My boss thought he had to demonstrate the insecurity of the PRNG by coming up with a practical attack (i.e., a way to predict its future output based only on its past output, without knowing the secret key/seed). There were three permanent full time professional cryptographers working in the research department, but none of them specialized in cryptanalysis of symmetric cryptography (which covers such PRNGs) so it might have taken them some time to figure out an attack. My time was obviously less valuable and my boss probably thought I could benefit from the experience, so I got the assignment.
Up to that point I had no interest, knowledge, or experience with symmetric cryptanalysis either, but was still able to quickly demonstrate a clean attack on the proposed PRNG, which succeeded in convincing the proposer to give up and use an established algorithm. Experiences like this are so common, that everyone in cryptography quickly learns how easy it is to be overconfident about one's own ideas, and many viscerally know the feeling of one's brain betraying them with unjustified confidence. As a result, "don't roll your own crypto" is deeply ingrained in the culture and in people's minds.
If only it was so easy to establish something like this in "applied philosophy" fields, e.g., AI alignment! Alas, unlike in cryptography, it's rarely possible to come up with "clean attacks" that clearly show that a philosophical idea is wrong or broken. The most that can usually be hoped for is to demonstrate some kind of implication that is counterintuitive or contradicts other popular ideas. But due to "one man's modus ponens is another man's modus tollens", if someone is sufficiently willing to bite bullets, then it's impossible to directly convince them that they're wrong (or should be less confident) this way. This is made even harder because, unlike in cryptography, there are no universally accepted "standard libraries" of philosophy to fall back on. (My actual experiences attempting this, and almost always failing, are another reason why I'm so pessimistic about AI x-safety, even compared to most other x-risk concerned people.)

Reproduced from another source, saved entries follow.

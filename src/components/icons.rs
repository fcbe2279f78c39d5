use ratatui::prelude::Rect;

use crate::actions::AppAction;
use crate::constants::{ICON_SPACING_X, ICON_SPACING_Y, ICON_START_X, ICON_START_Y};
use crate::layout::rect_contains;
use crate::theme;
use crate::ui::UiFrame;

#[derive(Debug, Clone, PartialEq, Eq)]
pub struct DesktopIcon {
    pub label: String,
    pub action: AppAction,
    pub art: [&'static str; 3],
}

impl DesktopIcon {
    fn new(label: &str, action: AppAction, art: [&'static str; 3]) -> Self {
        Self {
            label: label.to_string(),
            action,
            art,
        }
    }

    fn width(&self) -> u16 {
        self.art
            .iter()
            .map(|line| line.chars().count())
            .max()
            .unwrap_or(8) as u16
    }
}

/// Launcher icons drawn on the desktop background, laid out top to bottom
/// and wrapping into a new column when the workspace runs out of rows.
#[derive(Debug, Clone)]
pub struct DesktopIcons {
    icons: Vec<DesktopIcon>,
    selected: Option<usize>,
}

impl DesktopIcons {
    pub fn new(icons: Vec<DesktopIcon>) -> Self {
        Self {
            icons,
            selected: None,
        }
    }

    pub fn defaults(ascii: bool) -> Self {
        let icons = if ascii {
            vec![
                DesktopIcon::new("Files", AppAction::Files, ["+--+", "|##|", "+--+"]),
                DesktopIcon::new("Notepad", AppAction::NewWindow, ["+--+", "|==|", "+--+"]),
                DesktopIcon::new("Logs", AppAction::LogViewer, ["+--+", "|::|", "+--+"]),
                DesktopIcon::new("About", AppAction::About, ["+--+", "| ?|", "+--+"]),
            ]
        } else {
            vec![
                DesktopIcon::new("Files", AppAction::Files, ["┌──┐", "│▒▒│", "└──┘"]),
                DesktopIcon::new("Notepad", AppAction::NewWindow, ["╔══╗", "║≡≡║", "╚══╝"]),
                DesktopIcon::new("Logs", AppAction::LogViewer, ["┌──┐", "│░░│", "└──┘"]),
                DesktopIcon::new("About", AppAction::About, ["╭──╮", "│ ?│", "╰──╯"]),
            ]
        };
        Self::new(icons)
    }

    pub fn len(&self) -> usize {
        self.icons.len()
    }

    pub fn is_empty(&self) -> bool {
        self.icons.is_empty()
    }

    pub fn get(&self, index: usize) -> Option<&DesktopIcon> {
        self.icons.get(index)
    }

    pub fn selected(&self) -> Option<usize> {
        self.selected
    }

    pub fn select(&mut self, index: Option<usize>) {
        self.selected = index.filter(|i| *i < self.icons.len());
    }

    /// Top-left cell of icon `index` on a terminal `height` rows tall.
    pub fn position(&self, index: usize, height: u16) -> (u16, u16) {
        let per_column = (height.saturating_sub(3).saturating_sub(ICON_START_Y) / ICON_SPACING_Y)
            .max(1) as usize;
        let column = (index / per_column) as u16;
        let row = (index % per_column) as u16;
        (
            ICON_START_X + column * ICON_SPACING_X,
            ICON_START_Y + row * ICON_SPACING_Y,
        )
    }

    /// Art plus label row.
    pub fn bounds(&self, index: usize, height: u16) -> Option<Rect> {
        let icon = self.icons.get(index)?;
        let (x, y) = self.position(index, height);
        Some(Rect::new(x, y, icon.width(), icon.art.len() as u16 + 1))
    }

    pub fn icon_at(&self, column: u16, row: u16, height: u16) -> Option<usize> {
        (0..self.icons.len()).find(|i| {
            self.bounds(*i, height)
                .is_some_and(|r| rect_contains(r, column, row))
        })
    }

    pub fn render(&self, frame: &mut UiFrame<'_>) {
        let height = frame.area().height;
        for (index, icon) in self.icons.iter().enumerate() {
            let (x, y) = self.position(index, height);
            if y + 3 >= height.saturating_sub(1) {
                continue;
            }
            let style = theme::icon_style(self.selected == Some(index));
            for (row, line) in icon.art.iter().enumerate() {
                frame.set_string(x, y + row as u16, line, style);
            }
            let width = icon.width() as usize;
            let label = format!("{:^width$}", icon.label);
            frame.set_string(x, y + 3, &label, style);
        }
    }
}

So I think I have to try something more meta, like drawing the above parallel with how easy is it to be overconfident in other fields, such as cryptography. Another meta line of argument is to consider how many people have strongly held, but mutually incompatible philosophical positions. Behind a veil of ignorance, wouldn't you want everyone to be less confident in their own ideas? Or think "This isn't likely to be a subjective question like morality/values might be, and what are the chances that I'm right and they're all wrong? If I'm truly right why can't I convince most others of this? Is there a reason or evidence that I'm much more rational or philosophically competent than they are?"
Unfortunately I'm pretty unsure any of these meta arguments will work either. If they do change anyone's minds, please let me know in the comments or privately. Or if anyone has better ideas for how to spread a meme of "don't roll your own metaethics"[1], please contribute. And of course counterarguments are welcome too, e.g., if people rolling their own metaethics is actually good, in a way that I'm overlooking.

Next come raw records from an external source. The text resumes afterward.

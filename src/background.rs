//! Single-slot runner for long file operations.
//!
//! At most one job runs at a time, on a named worker thread. The UI thread
//! polls once per frame: while the job runs it refreshes the elapsed time on
//! the progress dialog, and when it finishes the result is dispatched against
//! the window that asked for it.
use std::panic::{self, AssertUnwindSafe};
use std::sync::mpsc::{self, Receiver, TryRecvError};
use std::thread::{self, JoinHandle};
use std::time::{Duration, Instant};

use crate::actions::ActionResult;
use crate::components::dialog::{Dialog, DialogId};
use crate::constants::{BACKGROUND_BUSY_MESSAGE, FILE_OPERATION_THREAD, PROGRESS_DIALOG_WIDTH};
use crate::desktop::Desktop;
use crate::file_ops::FileJob;
use crate::window::WindowId;

struct RunningOperation {
    dialog_id: DialogId,
    source: Option<WindowId>,
    started_at: Instant,
    receiver: Receiver<ActionResult>,
    handle: Option<JoinHandle<()>>,
}

/// A finished job, ready to be dispatched.
#[derive(Debug, Clone, PartialEq, Eq)]
pub struct Completion {
    pub dialog_id: DialogId,
    pub source: Option<WindowId>,
    pub result: ActionResult,
    pub elapsed: Duration,
}

#[derive(Debug, Clone, PartialEq, Eq)]
pub enum PollOutcome {
    Idle,
    Running {
        dialog_id: DialogId,
        elapsed: Duration,
    },
    Finished(Completion),
}

#[derive(Default)]
pub struct BackgroundOperationManager {
    state: Option<RunningOperation>,
}

impl std::fmt::Debug for BackgroundOperationManager {
    fn fmt(&self, f: &mut std::fmt::Formatter<'_>) -> std::fmt::Result {
        f.debug_struct("BackgroundOperationManager")
            .field("busy", &self.is_busy())
            .finish()
    }
}

impl BackgroundOperationManager {
    pub fn new() -> Self {
        Self::default()
    }

    pub fn is_busy(&self) -> bool {
        self.state.is_some()
    }

    /// Spawn `job` on the worker thread. A second job while one is running
    /// is refused with an error result instead of being queued.
    pub fn start(
        &mut self,
        dialog_id: DialogId,
        source: Option<WindowId>,
        job: FileJob,
    ) -> Result<(), ActionResult> {
        if self.is_busy() {
            tracing::warn!("background operation refused: worker busy");
            return Err(ActionResult::error(BACKGROUND_BUSY_MESSAGE));
        }
        let (tx, rx) = mpsc::channel();
        let handle = thread::Builder::new()
            .name(FILE_OPERATION_THREAD.to_string())
            .spawn(move || {
                let result = panic::catch_unwind(AssertUnwindSafe(job)).unwrap_or_else(|payload| {
                    let detail = payload
                        .downcast_ref::<&str>()
                        .map(|s| s.to_string())
                        .or_else(|| payload.downcast_ref::<String>().cloned())
                        .unwrap_or_else(|| "unknown failure".to_string());
                    ActionResult::Error(format!("Operation failed: {detail}"))
                });
                let _ = tx.send(result);
            })
            .map_err(|err| {
                tracing::error!(error = %err, "failed to spawn file operation worker");
                ActionResult::Error(format!("Could not start operation: {err}"))
            })?;
        tracing::info!(source = ?source, "background operation started");
        self.state = Some(RunningOperation {
            dialog_id,
            source,
            started_at: Instant::now(),
            receiver: rx,
            handle: Some(handle),
        });
        Ok(())
    }

    pub fn poll(&mut self) -> PollOutcome {
        let Some(op) = self.state.as_mut() else {
            return PollOutcome::Idle;
        };
        let elapsed = op.started_at.elapsed();
        let result = match op.receiver.try_recv() {
            Ok(result) => result,
            Err(TryRecvError::Empty) => {
                return PollOutcome::Running {
                    dialog_id: op.dialog_id,
                    elapsed,
                };
            }
            Err(TryRecvError::Disconnected) => {
                ActionResult::error("Operation ended without reporting a result.")
            }
        };
        let Some(mut op) = self.state.take() else {
            return PollOutcome::Idle;
        };
        if let Some(handle) = op.handle.take()
            && handle.join().is_err()
        {
            tracing::warn!("file operation worker panicked after reporting");
        }
        tracing::info!(elapsed_ms = elapsed.as_millis() as u64, "background operation finished");
        PollOutcome::Finished(Completion {
            dialog_id: op.dialog_id,
            source: op.source,
            result,
            elapsed,
        })
    }

    /// Block until the running job reports, if any. Used at shutdown and by
    /// tests; the UI thread never waits on the worker otherwise.
    pub fn wait(&mut self, timeout: Duration) -> PollOutcome {
        let deadline = Instant::now() + timeout;
        loop {
            match self.poll() {
                PollOutcome::Running { .. } if Instant::now() < deadline => {
                    thread::sleep(Duration::from_millis(5));
                }
                outcome => return outcome,
            }
        }
    }
}

impl Desktop {
    /// Show a progress dialog and hand `job` to the worker. Returns an error
    /// result to dispatch when the worker is already busy.
    pub fn start_background_operation(
        &mut self,
        title: &str,
        message: &str,
        job: FileJob,
        source: Option<WindowId>,
    ) -> Option<ActionResult> {
        let dialog = Dialog::progress(title, message, PROGRESS_DIALOG_WIDTH);
        match self.background.start(dialog.id(), source, job) {
            Ok(()) => {
                self.open_dialog(dialog);
                None
            }
            Err(result) => Some(result),
        }
    }

    /// Per-frame hook: refresh the progress readout, or close it and
    /// dispatch the result once the job is done.
    pub fn poll_background(&mut self) {
        match self.background.poll() {
            PollOutcome::Idle => {}
            PollOutcome::Running { dialog_id, elapsed } => {
                if let Some(dialog) = self.dialog.as_mut()
                    && dialog.id() == dialog_id
                {
                    dialog.set_elapsed(elapsed);
                }
            }
            PollOutcome::Finished(done) => self.finish_background(done),
        }
    }

    /// Block up to `timeout` for the running job, then finish it as a frame
    /// would. Returns `false` if the job is still running.
    pub fn wait_background(&mut self, timeout: Duration) -> bool {
        match self.background.wait(timeout) {
            PollOutcome::Idle => true,
            PollOutcome::Running { .. } => false,
            PollOutcome::Finished(done) => {
                self.finish_background(done);
                true
            }
        }
    }

    pub(crate) fn finish_background(&mut self, done: Completion) {
        if self.dialog.as_ref().is_some_and(|d| d.id() == done.dialog_id) {
            self.dialog = None;
        }
        self.dispatch(done.result, done.source);
    }
}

To preempt a possible misunderstanding, I don't mean "don't try to think up new metaethical ideas", but instead "don't be so confident in your ideas that you'd be willing to deploy them in a highly consequential way, or build highly consequential systems that depend on them in a crucial way". Similarly "don't roll your own crypto" doesn't mean never try to invent new cryptography, but rather don't deploy it unless there has been extensive review, and consensus that it is likely to be secure.